[continue from Part III: How to Become An Intelligent Learner. This is the final part.]
Put Your Information on a Map
You can remember best the information you have read once you personalise the
information, by converting the incoming data into meaningful relationships.
This process takes place through thinking about the information input,
understanding it, evaluating it, and translating it into terms you can
readily use.
One of the best ways to consolidate your knowledge of a topic is to put your
learned information on a map i.e. to make an idea map (or a mind map, to use a
term coined originally by Tony Buzan).
Idea mapping is a simple method of distilling the essence of what you know and organising it in visual terms.

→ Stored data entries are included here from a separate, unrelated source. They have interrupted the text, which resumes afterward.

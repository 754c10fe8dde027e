//! Free set: which regions each allocator may take space from.
//!
//! Guarded by the heap lock. Mutators allocate from the `Mutator`
//! partition, lowest index first. Evacuation allocates from the collector
//! partitions, highest index first, so copies and fresh allocations stay
//! apart. When a collector partition runs dry it may take over an empty
//! region from the partition to its left in the fallback order.

use crate::heap::region::{Affiliation, HeapRegion};

/// Partition a region currently belongs to.
#[derive(Debug, Clone, Copy, PartialEq, Eq)]
pub enum Partition {
    /// Not available for allocation.
    NotFree,
    /// Mutator (young) allocation.
    Mutator,
    /// Young evacuation.
    Collector,
    /// Old evacuation and promotion.
    OldCollector,
}

/// Region membership in allocation partitions.
#[derive(Debug)]
pub struct FreeSet {
    membership: Vec<Partition>,
}

impl FreeSet {
    /// Every region starts outside the free set.
    #[must_use]
    pub fn new(region_count: usize) -> Self {
        Self {
            membership: vec![Partition::NotFree; region_count],
        }
    }

    /// Partition of region `index`.
    #[inline]
    #[must_use]
    pub fn partition(&self, index: usize) -> Partition {
        self.membership[index]
    }

    /// Moves region `index` to `partition`.
    #[inline]
    pub fn set_partition(&mut self, index: usize, partition: Partition) {
        self.membership[index] = partition;
    }

    /// Regions of `partition` in ascending order.
    pub fn iter(&self, partition: Partition) -> impl DoubleEndedIterator<Item = usize> + '_ {
        self.membership
            .iter()
            .enumerate()
            .filter(move |(_, &p)| p == partition)
            .map(|(i, _)| i)
    }

    /// Number of regions in `partition`.
    #[must_use]
    pub fn count(&self, partition: Partition) -> usize {
        self.iter(partition).count()
    }

    /// Free bytes in `partition`.
    #[must_use]
    pub fn available(&self, partition: Partition, regions: &[HeapRegion]) -> usize {
        self.iter(partition).map(|i| regions[i].free()).sum()
    }

    /// Recomputes membership from region state.
    ///
    /// Regions with at least `min_free_bytes` of room stay with the
    /// partition of their generation. Empty regions are handed out from the
    /// right: first `old_reserve_regions` to the old collector, then
    /// `young_reserve_regions` to the collector, the rest to mutators.
    pub fn rebuild(
        &mut self,
        regions: &[HeapRegion],
        young_reserve_regions: usize,
        old_reserve_regions: usize,
        min_free_bytes: usize,
    ) {
        let mut empties = Vec::new();
        for region in regions {
            let index = region.index();
            let partition = if region.is_empty() && !region.is_affiliated() {
                empties.push(index);
                Partition::NotFree
            } else if region.is_regular() && !region.is_pinned() && region.free() >= min_free_bytes {
                match region.affiliation() {
                    Affiliation::Old => Partition::OldCollector,
                    _ => Partition::Mutator,
                }
            } else {
                Partition::NotFree
            };
            self.membership[index] = partition;
        }

        let mut old_left = old_reserve_regions;
        let mut young_left = young_reserve_regions;
        for &index in empties.iter().rev() {
            self.membership[index] = if old_left > 0 {
                old_left -= 1;
                Partition::OldCollector
            } else if young_left > 0 {
                young_left -= 1;
                Partition::Collector
            } else {
                Partition::Mutator
            };
        }
    }

    /// Removes every region from the free set.
    pub fn clear(&mut self) {
        self.membership.fill(Partition::NotFree);
    }
}
//! A region-based, generational, concurrent evacuating garbage collector.
//!
//! `tenure-gc` manages a heap of equally sized regions. Live objects are
//! found by concurrent snapshot-at-the-beginning (or incremental-update)
//! marking and copied out of sparse regions while mutators keep running;
//! a load-reference barrier makes every thread see the copy. Cycles that
//! cannot keep up are finished stop-the-world (a *degenerated* cycle), and
//! as a last resort the heap is compacted in place by a full collection.
//!
//! In generational mode regions belong to a young or an old generation.
//! Objects that survive enough young collections are promoted, a card
//! table remembers old-to-young references, and old regions are marked
//! concurrently between young cycles and collected in mixed collections.
//!
//! # Quick Start
//!
//! ```no_run
//! use tenure_gc::{GcConfig, GcMode, GenerationMode, Heap, ObjectShape};
//!
//! let heap = Heap::new(GcConfig::default().with_mode(GcMode::Generational))?;
//! let mut mutator = heap.attach_mutator();
//!
//! let root = {
//!     let mut scope = mutator.scope();
//!     let list = scope.alloc(ObjectShape::ref_array(16))?;
//!     for i in 0..16 {
//!         let cell = scope.alloc(ObjectShape::instance(0, 1))?;
//!         scope.write_data(cell, 0, i)?;
//!         scope.store_ref(list, i, Some(cell))?;
//!     }
//!     scope.handle(list)?
//! };
//!
//! let mut scope = mutator.scope();
//! scope.collect(GenerationMode::Young);
//! let list = scope.from_handle(&root).expect("rooted");
//! let cell = scope.load_ref(list, 3)?.expect("stored");
//! assert_eq!(scope.read_data(cell, 0)?, 3);
//! # Ok::<(), tenure_gc::GcError>(())
//! ```
//!
//! # Threads
//!
//! [`Heap`] is `Sync`. Every thread that touches objects attaches its own
//! [`Mutator`]; a mutator and its locals stay on that thread. Collector
//! pauses wait for every open [`MutatorScope`] to reach a safepoint.

#![warn(missing_docs)]
#![warn(clippy::pedantic)]
#![warn(clippy::nursery)]
#![allow(clippy::module_name_repetitions)]

pub mod card;
pub mod config;
mod error;
pub mod gc;
mod metrics;
mod mutator;
mod roots;
mod tracing;
mod workers;

/// Region table, allocation and object layout.
///
/// This module is public for testing and advanced use cases.
/// Most users should go through [`Heap`] and [`Mutator`].
pub mod heap;

// Re-export public API
pub use config::{GcConfig, GcMode};
pub use error::{GcError, Result};
pub use gc::control::ConcurrentCycle;
pub use gc::degen::DegenPoint;
pub use gc::heuristics::{
    CollectionSetBudget, GenerationStats, Heuristics, RegionData, StaticHeuristics,
};
pub use gc::state::GcStateBits;
pub use gc::verifier::{Verifier, VerifyError, VerifyOptions, VerifyReport};
pub use heap::generation::{GenerationMode, OldState};
pub use heap::object::ObjectShape;
pub use heap::region::{Affiliation, RegionState};
pub use heap::Heap;
pub use metrics::{CollectionType, GcMetrics, GlobalMetrics, MetricsSnapshot};
pub use mutator::{Local, Mutator, MutatorScope, PinGuard};
pub use roots::{Handle, RootProvider};
pub use crate::tracing::{GcId, GcPhase};

#[cfg(any(test, feature = "test-util"))]
#[doc(hidden)]
#[allow(clippy::missing_panics_doc)]
pub mod test_util {
    use std::sync::atomic::Ordering;

    use crate::heap::alloc::AllocRequest;
    use crate::heap::object::{init_object, ObjRef};
    use crate::{Affiliation, GcConfig, GcMode, Handle, Heap, ObjectShape, PinGuard};

    /// A verifying 4 MiB heap of 32 regions with two workers.
    pub fn small_config(mode: GcMode) -> GcConfig {
        GcConfig::default()
            .with_heap_size(4 << 20)
            .with_region_size_bounds(
                crate::config::REGION_SIZE_FLOOR.max(sys_alloc::allocation_granularity()),
                1 << 20,
            )
            .with_target_regions(32)
            .with_parallel_workers(2)
            .with_mode(mode)
            .with_verify(true)
    }

    /// Roots `count` objects with data words `(i, !i)`, followed by a dead
    /// object half a region long, so their region is mostly garbage.
    pub fn sparse_objects(heap: &Heap, count: usize) -> Vec<Handle> {
        let mut mutator = heap.attach_mutator();
        let mut scope = mutator.scope();
        let roots = (0..count)
            .map(|i| {
                let obj = scope.alloc(ObjectShape::instance(0, 2)).expect("heap has room");
                scope.write_data(obj, 0, i).expect("live local");
                scope.write_data(obj, 1, !i).expect("live local");
                scope.handle(obj).expect("live local")
            })
            .collect();
        let dead = heap.region_layout().region_size_words / 2;
        scope.alloc(ObjectShape::instance(0, dead)).expect("heap has room");
        roots
    }

    /// Allocates `regions` regions' worth of unreachable quarter-region
    /// objects.
    pub fn garbage_regions(heap: &Heap, regions: usize) {
        let mut mutator = heap.attach_mutator();
        let mut scope = mutator.scope();
        let words = heap.region_layout().region_size_words / 4 - crate::heap::object::HEADER_WORDS;
        for _ in 0..regions * 4 {
            scope.alloc(ObjectShape::instance(0, words)).expect("heap has room");
        }
    }

    /// Checks that every handle from [`sparse_objects`] still sees its data.
    pub fn assert_sparse_intact(heap: &Heap, roots: &[Handle]) {
        let mut mutator = heap.attach_mutator();
        let mut scope = mutator.scope();
        for (i, root) in roots.iter().enumerate() {
            let obj = scope.from_handle(root).expect("rooted");
            assert_eq!(scope.read_data(obj, 0).expect("live local"), i, "object {i}");
            assert_eq!(scope.read_data(obj, 1).expect("live local"), !i, "object {i}");
        }
    }

    /// Address a handle currently refers to, without any barrier.
    pub fn handle_address(handle: &Handle) -> usize {
        handle.slot().load(Ordering::Acquire)
    }

    /// Requests cancellation of the running cycle, as an allocation
    /// failure would.
    pub fn cancel(heap: &Heap) -> bool {
        heap.cancel.try_cancel()
    }

    /// Allocates an object directly in `affiliation`'s regions and roots
    /// it. Returns `None` when no region can hold it.
    pub fn alloc_rooted(heap: &Heap, shape: ObjectShape, affiliation: Affiliation) -> Option<Handle> {
        let mut req = match affiliation {
            Affiliation::Old => AllocRequest::shared_gc(shape.size_words(), Affiliation::Old, false),
            _ => AllocRequest::shared(shape.size_words()),
        };
        let addr = heap.allocate_memory(&mut req)?;
        // SAFETY: `addr` is a fresh allocation of the shape's size.
        let obj = unsafe { init_object(addr, shape) };
        Some(heap.roots.new_handle(obj.addr()))
    }

    /// Pins the object `handle` refers to where it currently is, even when
    /// that is inside the collection set.
    pub fn pin_in_place<'h>(heap: &'h Heap, handle: &Handle) -> Option<PinGuard<'h>> {
        PinGuard::new(heap, handle_address(handle))
    }

    /// Address of reference field `index` of the object at `addr`.
    pub fn ref_slot_address(addr: usize, index: usize) -> usize {
        ObjRef::from_raw(addr).map_or(0, |obj| obj.ref_slot_addr(index))
    }

    /// Forwardee of the object at `addr`, if it has been copied.
    pub fn forwardee(addr: usize) -> Option<usize> {
        let obj = ObjRef::from_raw(addr)?;
        obj.is_forwarded().then(|| obj.resolve_forwarded().addr())
    }

    /// Age recorded in the header of the object at `addr`.
    pub fn object_age(addr: usize) -> u8 {
        ObjRef::from_raw(addr).map_or(0, |obj| obj.mark_word().age())
    }

    /// Reads reference field `index` of the object at `addr`.
    pub fn ref_at(addr: usize, index: usize) -> usize {
        ObjRef::from_raw(addr).map_or(0, |obj| obj.ref_slot(index).load(Ordering::Acquire))
    }

    /// Writes reference field `index` of the object at `addr` with no
    /// barrier. Callers dirty cards themselves.
    pub fn set_ref(addr: usize, index: usize, target: usize) {
        if let Some(obj) = ObjRef::from_raw(addr) {
            obj.ref_slot(index).store(target, Ordering::Release);
        }
    }

    /// Reads data word `index` of the object at `addr`.
    pub fn data_at(addr: usize, index: usize) -> usize {
        ObjRef::from_raw(addr).map_or(0, |obj| obj.data_word(index).load(Ordering::Acquire))
    }

    /// Writes data word `index` of the object at `addr`.
    pub fn set_data(addr: usize, index: usize, value: usize) {
        if let Some(obj) = ObjRef::from_raw(addr) {
            obj.data_word(index).store(value, Ordering::Release);
        }
    }

    /// A whole-object mark task for `addr`, which must not be `0`. The
    /// address is never dereferenced by the queues.
    pub fn mark_task(addr: usize) -> crate::gc::worklist::MarkTask {
        let obj = ObjRef::from_raw(addr).unwrap_or_else(|| panic!("mark task for a null address"));
        crate::gc::worklist::MarkTask::object(obj)
    }
}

According to Tony Buzan, in his book, ‘Using Both Sides of Your Brain’, our
left brain, which is logically oriented, “reads” only words, numbers, lists
& facts. Our right brain, which is intuitively oriented, “reads” spatial
relationships, patterns, rhythms, feelings, colours & “senses” the whole.
Both our two brains work together to process the “big picture”.
To make an idea map, take a clean sheet of paper, arrange it horizontally or
landscape-wise and begin by putting your central topic or principal idea in
the centre of the page.
Start writing key words or phrases on drawn lines
radiating from your central topic. Remember to print on the lines, one key word
or phrase per line, and keep the lines connected.
You can add small iconic pictures and use colours, whenever possible.
Let your associations occur spontaneously. When you feel you have generated enough material through free associations, take a look at the result: all your ideas will spread across one single page.
As you look at your map you will begin to
see relationships that will help you organise and integrate your ideas.
Connect related parts of your maps with arrows, more lines, iconic pictures and colours. Eliminate elements that seem extraneous.
Alternatively, you can look at each element & ask yourself: What does this
lead to? What’s next? Jot down your thoughts and reactions. Pare your map
down to just the ideas you need for your purpose. Then number them in sequence,
if necessary.
Idea maps are tremendously effective as memory aids because they utilise the
same structure of association as the brain: the brain works primarily through
association, connecting ideas in a non-sequential manner.
Ideas that are closely related are grouped together, reinforcing the association.
This makes
the idea map a powerful means of embedding knowledge in memory in a form that
will make it easy to recall and retrieve later.
In essence, idea mapping synergises the left-brain with the right brain, thus
generating a whole-brain activity. The typical outline form of note taking and writing generally serves only the left-brain style.
By implementing these strategies and techniques as outlined in these pages,
you can develop the competitive edge of being an intelligent learner.
As we enter the 21st century, and in order to survive information overload,
we must first become intelligent learners.
In summary, I wish to paraphrase John Naisbitt, a well-recognised global trends
watcher, who wrote the well-known ‘Megatrends’ classics in the nineties:
“In a world that is
constantly changing, there is no one subject or set of subjects that will serve
you for the foreseeable future, let alone for the rest of your life.
The most
important skill to acquire now is learning how to learn.”